5 min readJan 17, 2022
Image credit: Chris LeBoutillier via Unsplash

This is the last installment of a mini-series on the energy transition. For a catalogue of prior posts written on the topic please visit the article titled:
The crux of the energy transition.

When it comes to the environmental and health impacts of various energy sources, we see a completely different picture compared to previous assessment points. Regarding direct pollution (released during energy production) renewables and nuclear are simply unbeatable. Statistically speaking they are the cleanest and safest sources of power humanity has ever encountered. Yes, even nuclear — based on past experience. (The future of nuclear is a completely different story however, but more on that later.) True, when disaster struck, the death toll can be high — but compared to the amount of energy these plants have produced in the past half a century, they’ve actually saved many more lives than they took during the unfortunate events of Chernobyl, Fukushima, Three Mile Island and all the rest — combined.

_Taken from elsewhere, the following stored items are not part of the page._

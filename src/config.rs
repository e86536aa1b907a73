//! Configuration for the flash-card backend

use serde::{Deserialize, Serialize};

/// Main application configuration
#[derive(Debug, Clone, Serialize, Deserialize, Default)]
pub struct AppConfig {
    /// Server configuration
    pub server: ServerConfig,
    /// Generative AI configuration
    pub ai: AiConfig,
}

impl AppConfig {
    /// Load defaults and apply environment overrides.
    ///
    /// The AI key is injected here and passed into the generator at
    /// construction; nothing reads it from process globals afterwards.
    pub fn from_env() -> Self {
        let mut config = Self::default();

        if let Ok(host) = std::env::var("STUDYDECK_HOST") {
            config.server.host = host;
        }
        if let Ok(port) = std::env::var("STUDYDECK_PORT") {
            if let Ok(port) = port.parse() {
                config.server.port = port;
            }
        }
        if let Ok(key) = std::env::var("GEMINI_API_KEY") {
            config.ai.api_key = key;
        }
        if let Ok(url) = std::env::var("GEMINI_BASE_URL") {
            config.ai.base_url = url;
        }
        if let Ok(model) = std::env::var("GEMINI_MODEL") {
            config.ai.model = model;
        }

        config
    }
}

/// Server configuration
#[derive(Debug, Clone, Serialize, Deserialize)]
pub struct ServerConfig {
    /// Host address
    pub host: String,
    /// Port number
    pub port: u16,
    /// Maximum upload size in bytes (default: 20MB)
    pub max_upload_size: usize,
}

impl Default for ServerConfig {
    fn default() -> Self {
        Self {
            host: "0.0.0.0".to_string(),
            port: 8080,
            max_upload_size: 20 * 1024 * 1024, // 20MB
        }
    }
}

/// Generative AI (Gemini) configuration
#[derive(Debug, Clone, Serialize, Deserialize)]
pub struct AiConfig {
    /// API key for the generative language endpoint
    pub api_key: String,
    /// Base URL of the generative language API
    pub base_url: String,
    /// Generation model name
    pub model: String,
    /// Request timeout in seconds
    pub timeout_secs: u64,
    /// Minimum number of cards the prompt asks for
    pub min_cards: usize,
}

impl Default for AiConfig {
    fn default() -> Self {
        Self {
            api_key: String::new(),
            base_url: "https://generativelanguage.googleapis.com".to_string(),
            model: "gemini-1.5-flash".to_string(),
            timeout_secs: 60,
            min_cards: 5,
        }
    }
}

Strictly on a statistical basis and measured per Terawatt-hours produced (that is one trillion watts — the annual consumption of 27,000 people in the EU) nuclear was historically responsible for a mere 0.07 deaths — or one death per every 14.3 TWh of electricity generated. Brown coal, the dirties of all energy resources on the other hand was taking 32.7 human souls for every TWh — 467 times more than nuclear. It’s no wonder: air pollution kills. The decision of the German government to phase out nuclear sooner than coal has actually sent several hundreds or thousands of people to their graves… Much more than it was lost in nuclear accidents (and their aftermath). One should never underestimate the persuasive power of fossil fuel interests, even when it comes down to sacrificing actual lives.

Oil can be found in the middle of the bunch with 18 deaths/TWh, while natural gas comes at a cost of 2.8 lives on average. “Renewables” are taking 0.02–0.04 lives only, earning the title of the safest of all energy sources. So, looking at death rates from direct air pollution we seem to be on the right track! We will be soon closing all coal fired power plants in Europe, switch to renewables, plus some nuclear, while the rest of our electricity will be coming from natural gas. Electric vehicles will flood the streets and the air of Europe will be clean once again. At the same time will also get rid of the green house gas emissions, a true win-win right? (Err, except for natural gas which is still releasing a whopping 490,000 tons of CO2 / TWh, but it is a “bridge fuel” [sic!] so why bother.)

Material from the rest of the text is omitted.